Heterogeneity will be assessed by visual inspection of forest plots, Cochrane’s Q and Higgins’ test (I2). The I2 values, corresponding to the observed heterogeneity that would not be expected by chance, will be classified as low (< 30%), moderate (30%–50%), and severe (> 50%) .
In case of significant heterogeneity, moderator analyses will be conducted considering study sample characteristics (age and sex of participants, main ethnicity), countries’ economy indicators: gross national income per capita and income inequalities measures (Gini index), and methodological aspects including study design, informants and informant consistency (considering whether parenting and suicidal behaviors are reported by the same informant or not).

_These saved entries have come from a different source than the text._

use std::path::PathBuf;
use std::sync::Arc;
use std::time::Duration;

use anyhow::{Context, Result};
use futures::StreamExt;
use prometheus::{Encoder, Registry, TextEncoder};
use tokio::signal;
use tracing::{debug, info, warn};
use tracing_subscriber::{layer::SubscriberExt, util::SubscriberInitExt};

use framethrottle_core::{
    load_config, metrics, normalize_frame_count, validate_config, Completion, Config, ConfigError,
    FrameProvider, LoggingConfig, Notification, ObservableExt, Observer, Subject,
    TimerFrameProvider,
};

/// Config file used when `FRAMETHROTTLE_CONFIG` is unset.
const DEFAULT_CONFIG_PATH: &str = "config.toml";

#[tokio::main]
async fn main() {
    if let Err(e) = run().await {
        // Logging may not be initialised yet if the config failed to load.
        eprintln!("Fatal error: {:#}", e);
        std::process::exit(1);
    }
}

async fn run() -> Result<()> {
    let (config, config_source) = resolve_config()?;

    init_logging(&config.logging);
    info!("Configuration loaded from {}", config_source);
    debug!(
        "Effective configuration: {}",
        serde_json::to_string(&config).unwrap_or_default()
    );

    validate_config(&config).context("Configuration validation failed")?;

    let registry = Registry::new();
    for collector in metrics::all_metrics() {
        registry
            .register(collector)
            .context("Failed to register metrics")?;
    }

    let frames = Arc::new(
        TimerFrameProvider::from_millis(config.frames.interval_ms)
            .context("Failed to create frame provider")?,
    );
    frames.start().context("Failed to start frame provider")?;

    info!(
        "Throttling to one window per {} frame(s) of {}ms",
        normalize_frame_count(config.throttle.frame_count),
        config.frames.interval_ms
    );

    let source: Subject<u64> = Subject::new();
    let mut throttled = source
        .clone()
        .throttle_latest_frame(config.throttle.frame_count, frames.clone())
        .into_stream();

    let producer = tokio::spawn(produce(
        source.clone(),
        config.producer.count,
        Duration::from_millis(config.producer.interval_ms),
    ));

    let mut emitted = 0u64;
    loop {
        tokio::select! {
            _ = signal::ctrl_c() => {
                warn!("Interrupted, shutting down");
                source.on_completed(Completion::Success);
                break;
            }
            notification = throttled.next() => match notification {
                Some(Notification::Next(value)) => {
                    emitted += 1;
                    info!(frame = frames.frame_count(), value, "Emitted");
                }
                Some(Notification::ErrorResume(e)) => {
                    warn!("Upstream error: {}", e);
                }
                Some(Notification::Completed(completion)) => {
                    match completion.error() {
                        Some(e) => warn!("Source failed: {}", e),
                        None => info!("Source completed"),
                    }
                    break;
                }
                None => break,
            },
        }
    }

    producer.abort();
    frames.stop().await;

    info!(
        "Forwarded {} of {} values over {} frames",
        emitted,
        config.producer.count,
        frames.frame_count()
    );

    let mut buffer = Vec::new();
    TextEncoder::new()
        .encode(&registry.gather(), &mut buffer)
        .context("Failed to encode metrics")?;
    println!("{}", String::from_utf8_lossy(&buffer));

    Ok(())
}

/// Push `count` sequential values into `source`, one per `interval`, then complete.
async fn produce(source: Subject<u64>, count: u64, interval: Duration) {
    let mut ticker = tokio::time::interval(interval);
    for value in 0..count {
        ticker.tick().await;
        source.on_next(value);
    }
    source.on_completed(Completion::Success);
}

/// Load the config file, falling back to defaults when the default path is absent.
fn resolve_config() -> Result<(Config, String)> {
    let explicit = std::env::var("FRAMETHROTTLE_CONFIG").ok().map(PathBuf::from);
    let config_path = explicit
        .clone()
        .unwrap_or_else(|| PathBuf::from(DEFAULT_CONFIG_PATH));

    match load_config(&config_path) {
        Ok(config) => Ok((config, format!("{:?}", config_path))),
        Err(ConfigError::FileNotFound(_)) if explicit.is_none() => {
            Ok((Config::default(), "built-in defaults".to_string()))
        }
        Err(e) => {
            Err(e).with_context(|| format!("Failed to load config from {:?}", config_path))
        }
    }
}

fn init_logging(config: &LoggingConfig) {
    let filter = tracing_subscriber::EnvFilter::try_from_default_env()
        .unwrap_or_else(|_| "info,framethrottle_core=debug".into());

    if config.json {
        tracing_subscriber::registry()
            .with(filter)
            .with(tracing_subscriber::fmt::layer().json())
            .init();
    } else {
        tracing_subscriber::registry()
            .with(filter)
            .with(tracing_subscriber::fmt::layer())
            .init();
    }
}
//! Frame-based latest-value throttling.
//!
//! The first value after a quiet period is forwarded immediately and opens a
//! window lasting `frame_count` frames. Values arriving while the window is
//! open overwrite each other; the survivor is forwarded on the frame that
//! closes the window. A window that saw no further values closes silently.

use std::sync::atomic::{AtomicBool, Ordering};
use std::sync::{Arc, Mutex, MutexGuard, PoisonError, TryLockError, Weak};

use tracing::trace;

use crate::frame::{normalize_frame_count, FrameProvider, FrameWorkItem};
use crate::metrics;
use crate::observable::{Completion, Disposable, Observable, Observer, StreamError, Subscription};

/// Observable produced by `ObservableExt::throttle_latest_frame`.
pub struct ThrottleLatestFrame<T> {
    source: Arc<dyn Observable<T>>,
    frame_count: usize,
    frame_provider: Arc<dyn FrameProvider>,
}

impl<T> ThrottleLatestFrame<T>
where
    T: Send + 'static,
{
    /// Throttle `source` to windows of `frame_count` frames of `frame_provider`.
    ///
    /// Non-positive `frame_count` values are treated as 1.
    pub fn new<O>(source: O, frame_count: i64, frame_provider: Arc<dyn FrameProvider>) -> Self
    where
        O: Observable<T> + 'static,
    {
        Self {
            source: Arc::new(source),
            frame_count: normalize_frame_count(frame_count),
            frame_provider,
        }
    }

    /// Window length in frames, after normalization.
    pub fn frame_count(&self) -> usize {
        self.frame_count
    }
}

impl<T> Observable<T> for ThrottleLatestFrame<T>
where
    T: Send + 'static,
{
    fn subscribe(&self, observer: Arc<dyn Observer<T>>) -> Subscription {
        let throttle = ThrottleLatestFrameObserver::new(
            observer,
            self.frame_count,
            Arc::clone(&self.frame_provider),
        );
        let upstream = self.source.subscribe(throttle.clone());
        Subscription::combine([upstream, Subscription::new(throttle)])
    }
}

/// Window state, only touched under `ThrottleLatestFrameObserver::gate`.
struct WindowState<T> {
    /// Latest value seen while the window is open, not yet forwarded.
    pending: Option<T>,
    /// Frames observed since the window opened.
    tick_count: usize,
    /// Whether a window is open, which is also whether we are registered
    /// with the frame provider.
    window_open: bool,
}

struct ThrottleLatestFrameObserver<T> {
    observer: Arc<dyn Observer<T>>,
    frame_provider: Arc<dyn FrameProvider>,
    frame_count: usize,
    gate: Mutex<WindowState<T>>,
    disposed: AtomicBool,
    this: Weak<Self>,
}

impl<T> ThrottleLatestFrameObserver<T>
where
    T: Send + 'static,
{
    fn new(
        observer: Arc<dyn Observer<T>>,
        frame_count: usize,
        frame_provider: Arc<dyn FrameProvider>,
    ) -> Arc<Self> {
        Arc::new_cyclic(|this| Self {
            observer,
            frame_provider,
            frame_count,
            gate: Mutex::new(WindowState {
                pending: None,
                tick_count: 0,
                window_open: false,
            }),
            disposed: AtomicBool::new(false),
            this: this.clone(),
        })
    }

    fn gate(&self) -> MutexGuard<'_, WindowState<T>> {
        self.gate.lock().unwrap_or_else(PoisonError::into_inner)
    }

    fn is_disposed(&self) -> bool {
        self.disposed.load(Ordering::Acquire)
    }

    /// Mark disposed and release the pending value. Returns `false` if
    /// already disposed.
    fn terminate(&self, reason: &'static str) -> bool {
        if self.disposed.swap(true, Ordering::AcqRel) {
            return false;
        }

        // Dispose may be called by the downstream observer from inside an
        // emission, while this thread already holds the gate. In that case
        // the pending value is released when the frame provider and the
        // upstream drop their references.
        let pending = match self.gate.try_lock() {
            Ok(mut state) => state.pending.take(),
            Err(TryLockError::Poisoned(poisoned)) => poisoned.into_inner().pending.take(),
            Err(TryLockError::WouldBlock) => None,
        };
        if pending.is_some() {
            metrics::THROTTLE_VALUES_DROPPED
                .with_label_values(&[reason])
                .inc();
        }
        true
    }
}

impl<T> Observer<T> for ThrottleLatestFrameObserver<T>
where
    T: Send + 'static,
{
    fn on_next(&self, value: T) {
        if self.is_disposed() {
            return;
        }

        let mut state = self.gate();
        if !state.window_open {
            state.window_open = true;
            state.tick_count = 0;
            if let Some(this) = self.this.upgrade() {
                self.frame_provider.register(this);
            }
            metrics::THROTTLE_WINDOWS_OPENED.inc();
            metrics::THROTTLE_VALUES_EMITTED
                .with_label_values(&["window_open"])
                .inc();
            trace!(
                frame = self.frame_provider.frame_count(),
                frame_count = self.frame_count,
                "Throttle window opened"
            );
            // Emitting under the gate keeps the opening value ahead of any
            // frame racing to close the window.
            self.observer.on_next(value);
        } else if state.pending.replace(value).is_some() {
            metrics::THROTTLE_VALUES_DROPPED
                .with_label_values(&["overwritten"])
                .inc();
        }
    }

    fn on_error_resume(&self, error: StreamError) {
        if self.is_disposed() {
            return;
        }
        self.observer.on_error_resume(error);
    }

    fn on_completed(&self, completion: Completion) {
        // Disposed before forwarding; a frame that takes the gate after this
        // point drops the pending value instead of flushing it.
        if !self.terminate("completed") {
            return;
        }
        self.observer.on_completed(completion);
    }
}

impl<T> FrameWorkItem for ThrottleLatestFrameObserver<T>
where
    T: Send + 'static,
{
    fn move_next(&self, frame: u64) -> bool {
        let mut state = self.gate();
        if self.is_disposed() {
            // Termination skips the pending value when it finds the gate held.
            if state.pending.take().is_some() {
                metrics::THROTTLE_VALUES_DROPPED
                    .with_label_values(&["disposed"])
                    .inc();
            }
            state.window_open = false;
            return false;
        }

        state.tick_count += 1;
        if state.tick_count < self.frame_count {
            return true;
        }

        let flushed = state.pending.take();
        let emitted = flushed.is_some();
        if let Some(value) = flushed {
            metrics::THROTTLE_VALUES_EMITTED
                .with_label_values(&["window_close"])
                .inc();
            self.observer.on_next(value);
        }
        state.window_open = false;
        trace!(frame, emitted, "Throttle window closed");
        false
    }
}

impl<T> Disposable for ThrottleLatestFrameObserver<T>
where
    T: Send + 'static,
{
    fn dispose(&self) {
        self.terminate("disposed");
    }
}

Publication bias will be evaluated through visual inspection of funnel plots and by using Egger’s test. The “trim and fill” method will be applied to correct for publication bias .
Subgroup and sensitivity analyses
If possible, sub-group analyses will be conducted according to different study settings (mental health care setting, other clinical setting or population-based).
To examine whether the inclusion of studies with the highest risk of bias might affect our results, and in in accordance with The Cochrane Handbook, sensitivity analyses will be performed by restricting the primary analysis to studies at low risk of bias, after exclusion of those whose quality was rated as “poor” on the Quality Assessment Tool for Observational Cohort and Cross-Sectional Studies. We will identify effect-size outliers, defined as effect sizes falling more than 2.2 standard deviations away from the pooled result, as well as small sample size outliers (n<100) . These outliers will be considered in a leave-one-out sensitivity analysis, which consists in performing separate meta-analyses on each subset of the studies obtained by iteratively leaving out one outlier .
Analyses will be performed using Comprehensive Meta-Analysis and R.